Académico. Hombre de mucho talento. No había inventado nada, pero explicaba muy bien los inventos de los
demás. Voltaire
Acéfalo. El que ha perdido la cabeza, en sentido no metafórico. Por derivación, el término se
aplica a aquellas sociedades que han perdido su gobierno y se encuentran en una situación de
confusión y abandono.
Durante mucho tiempo historiadores y politólogos sostuvieron que los
orígenes de tal analogía se encontraba en las doctrinas organicistas del Estado, que ven en la figura
del gobernante la cabeza del cuerpo social organizado. Actualmente se sabe que la analogía fue
acuñada en Francia, hacia los primeros años del siglo XIX, período en el que con frecuencia, la
condición de acefalía de la sociedad coincidía con la del ex monarca y la de sus colaboradores más
cercanos.
Aculturación. Especie de mutación cultural muy frecuente en épocas de colonización. El prefijo
‘a’ se utiliza en su doble sentido: como adquisición del término que precede (a-burguesamiento, asociación)
o como pérdida de ese objeto (a-nómico, a-céfalo), dotando así al concepto de dos
significados, intercambiables: si da cuenta del nativo se utiliza en su primera acepción; si (por algún
fatal accidente) debe dar cuenta del visitante, en la segunda.
Adaptación.

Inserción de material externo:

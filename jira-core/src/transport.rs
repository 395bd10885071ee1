//! # Transport Boundary
//!
//! All HTTP I/O goes through [`Transport`]. Authentication lives in transport
//! decorators (see [`crate::auth`]) that add headers before delegating, so the
//! executor never sees credentials.

use std::sync::Arc;
use std::time::Duration;

use async_trait::async_trait;
use reqwest::StatusCode;
use thiserror::Error;

use crate::error::BoxError;
use crate::request::Request;

/// Failure below the HTTP layer: nothing usable came back from the server.
#[derive(Debug, Error)]
pub enum TransportError {
  #[error("failed to send request: {0}")]
  Request(#[source] BoxError),

  #[error("request timed out: {0}")]
  Timeout(#[source] BoxError),

  #[error("failed to read response body: {0}")]
  Body(#[source] BoxError),

  #[error("response body exceeds the {limit} byte limit")]
  BodyTooLarge { limit: usize },

  #[error("{0}")]
  Other(String),
}

/// Incrementally readable response body.
#[async_trait]
pub trait Body: Send {
  /// Returns the next chunk, or `None` once the body is exhausted.
  async fn chunk(&mut self) -> Result<Option<Vec<u8>>, TransportError>;
}

/// A body that is already fully in memory.
#[derive(Debug, Default)]
pub struct FullBody(Option<Vec<u8>>);

impl FullBody {
  pub fn new(bytes: impl Into<Vec<u8>>) -> Self {
    Self(Some(bytes.into()))
  }
}

#[async_trait]
impl Body for FullBody {
  async fn chunk(&mut self) -> Result<Option<Vec<u8>>, TransportError> {
    Ok(self.0.take().filter(|bytes| !bytes.is_empty()))
  }
}

/// Raw response handed back by a transport, before the body is read.
pub struct TransportResponse {
  status: StatusCode,
  headers: Vec<(String, String)>,
  body: Box<dyn Body>,
}

impl TransportResponse {
  pub fn new(status: StatusCode, headers: Vec<(String, String)>, body: impl Body + 'static) -> Self {
    Self {
      status,
      headers,
      body: Box::new(body),
    }
  }

  /// Convenience constructor for in-memory bodies.
  pub fn from_bytes(status: StatusCode, headers: Vec<(String, String)>, body: impl Into<Vec<u8>>) -> Self {
    Self::new(status, headers, FullBody::new(body))
  }

  pub fn status(&self) -> StatusCode {
    self.status
  }

  pub fn into_parts(self) -> (StatusCode, Vec<(String, String)>, Box<dyn Body>) {
    (self.status, self.headers, self.body)
  }
}

impl std::fmt::Debug for TransportResponse {
  fn fmt(&self, f: &mut std::fmt::Formatter<'_>) -> std::fmt::Result {
    f.debug_struct("TransportResponse")
      .field("status", &self.status)
      .field("headers", &self.headers)
      .finish_non_exhaustive()
  }
}

/// Sends a fully built request and returns the raw response.
///
/// Implementations must be safe to share between concurrent calls.
#[async_trait]
pub trait Transport: Send + Sync {
  async fn send(&self, request: Request) -> Result<TransportResponse, TransportError>;
}

#[async_trait]
impl<T: Transport + ?Sized> Transport for Arc<T> {
  async fn send(&self, request: Request) -> Result<TransportResponse, TransportError> {
    (**self).send(request).await
  }
}

/// A real HTTP transport backed by reqwest.
#[derive(Debug, Clone, Default)]
pub struct ReqwestTransport {
  client: reqwest::Client,
}

impl ReqwestTransport {
  pub fn new(client: reqwest::Client) -> Self {
    Self { client }
  }

  pub fn with_timeout(timeout: Duration) -> Result<Self, TransportError> {
    let client = reqwest::Client::builder()
      .timeout(timeout)
      .build()
      .map_err(|e| TransportError::Request(Box::new(e)))?;
    Ok(Self { client })
  }
}

fn classify_reqwest(error: reqwest::Error) -> TransportError {
  if error.is_timeout() {
    TransportError::Timeout(Box::new(error))
  } else {
    TransportError::Request(Box::new(error))
  }
}

struct ReqwestBody(reqwest::Response);

#[async_trait]
impl Body for ReqwestBody {
  async fn chunk(&mut self) -> Result<Option<Vec<u8>>, TransportError> {
    match self.0.chunk().await {
      Ok(chunk) => Ok(chunk.map(|bytes| bytes.to_vec())),
      Err(e) if e.is_timeout() => Err(TransportError::Timeout(Box::new(e))),
      Err(e) => Err(TransportError::Body(Box::new(e))),
    }
  }
}

#[async_trait]
impl Transport for ReqwestTransport {
  async fn send(&self, request: Request) -> Result<TransportResponse, TransportError> {
    let mut builder = self.client.request(request.method().clone(), request.url().clone());
    for (name, value) in request.headers() {
      builder = builder.header(name.as_str(), value.as_str());
    }
    if let Some(body) = request.body() {
      builder = builder.body(body.to_vec());
    }

    let response = builder.send().await.map_err(classify_reqwest)?;
    let status = response.status();
    let headers = response
      .headers()
      .iter()
      .filter_map(|(name, value)| {
        value
          .to_str()
          .ok()
          .map(|value| (name.as_str().to_string(), value.to_string()))
      })
      .collect();

    Ok(TransportResponse::new(status, headers, ReqwestBody(response)))
  }
}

Ajuste de nuestra conducta a la definición dominante del entorno. El
proceso de adaptación es siempre bienvenido, en tanto caracteriza el obrar de las personas
juiciosas y responsables.
Alienación. En cierta sociología, alteración de los sentidos que hace percibir la posición social
propia en forma distinta de la percepción que de la misma hace el sociólogo. El concepto de
alienación, liberado definitivamente de sus mejores antecedentes filosóficos, ocupó un importante
lugar en la terminología de la Escuela de Sociología Profética, de gran influencia en la década del
60. Para muchos científicos sociales contemporáneos el término resulta de dudosa validez, por su
ambigüedad y su fuerte connotación valorativa. Contra tales argumentos se han levantado voces de
protesta de parte de algunos integrantes de la referida escuela, ejemplo de lo cual son las opiniones
del sociólogo mexicano Ramón Sánchez Mejía, quién en 1985 y en oportunidad de celebrarse el III
Congreso de la ALAS., se preguntaba ante los participantes cómo podía ponerse en tela de juicio la
objetividad y precisión metodológica de la noción de alienación, cuando los propios estadísticos se
encargaban de estudiarla y hasta habían formulado un coeficiente para medirla. El argumento causó
profundo malestar entre los estadísticos presentes en el Congreso, hecho que en un primer
momento desconcertó a Ramón Mejía, pero que luego atribuyó a la evidente filiación imperialista
de aquellos.
Antropología. Sociología de zonas tropicales.
Ascenso social. Proceso por el cual un pobre se transforma en lumpem, y un hijo de la clase
media se convierte en yuppie. Toda sociedad se enorgullece de estos personajes, ya que constituyen
muestras vivientes de que en su seno hay lugar para el progreso y la auto superación.
Fruto de ese orgullo son los variados relatos que narran la vida de estos hombres. La estructura de
los relatos es sencilla, y se organiza en tres etapas fundamentales: una completa descripción del
triste lugar de donde el personaje provenía, para enseñar las penurias de una vida austera; una
detallada exposición del envidiable sitio en donde hoy se encuentra, para instruir sobre las ventajas
de una posición encumbrada; y un marcado olvido del proceso por el cual se operó el pasaje de un
sitio a otro, para no empañar al acto pedagógico con el relato de acontecimientos poco dignos del
elogio y el ejemplo moral.
Ascetismo. Doctrina moral que deduce de una vida y costumbres austeras el medio idóneo para
alcanzar la perfección del espíritu y obtener los favores de Dios (en manos de los protestantes la
doctrina fue reformulada, aunque no por ello perdió algunas de sus características originales).
La práctica del ascetismo, que antaño orientó la vida de numerosas comunidades, hoy se encuentra
prácticamente extinguida, según indican los más prestigiosos estudiosos. Una notable excepción en
este sentido la constituye la opinión del Antropólogo americano John O’Connor, quién afirma
haber constatado un singular resurgimiento de la doctrina en zonas periféricas de algunas ciudades
modernas, donde -siempre según su erudita opinión- sus habitantes, aunque sin conferirle aquél
carácter místico, continúan abrazando las reglas de una vida sencilla, los gustos humildes y una
práctica alimenticia exenta de abusos proteicos.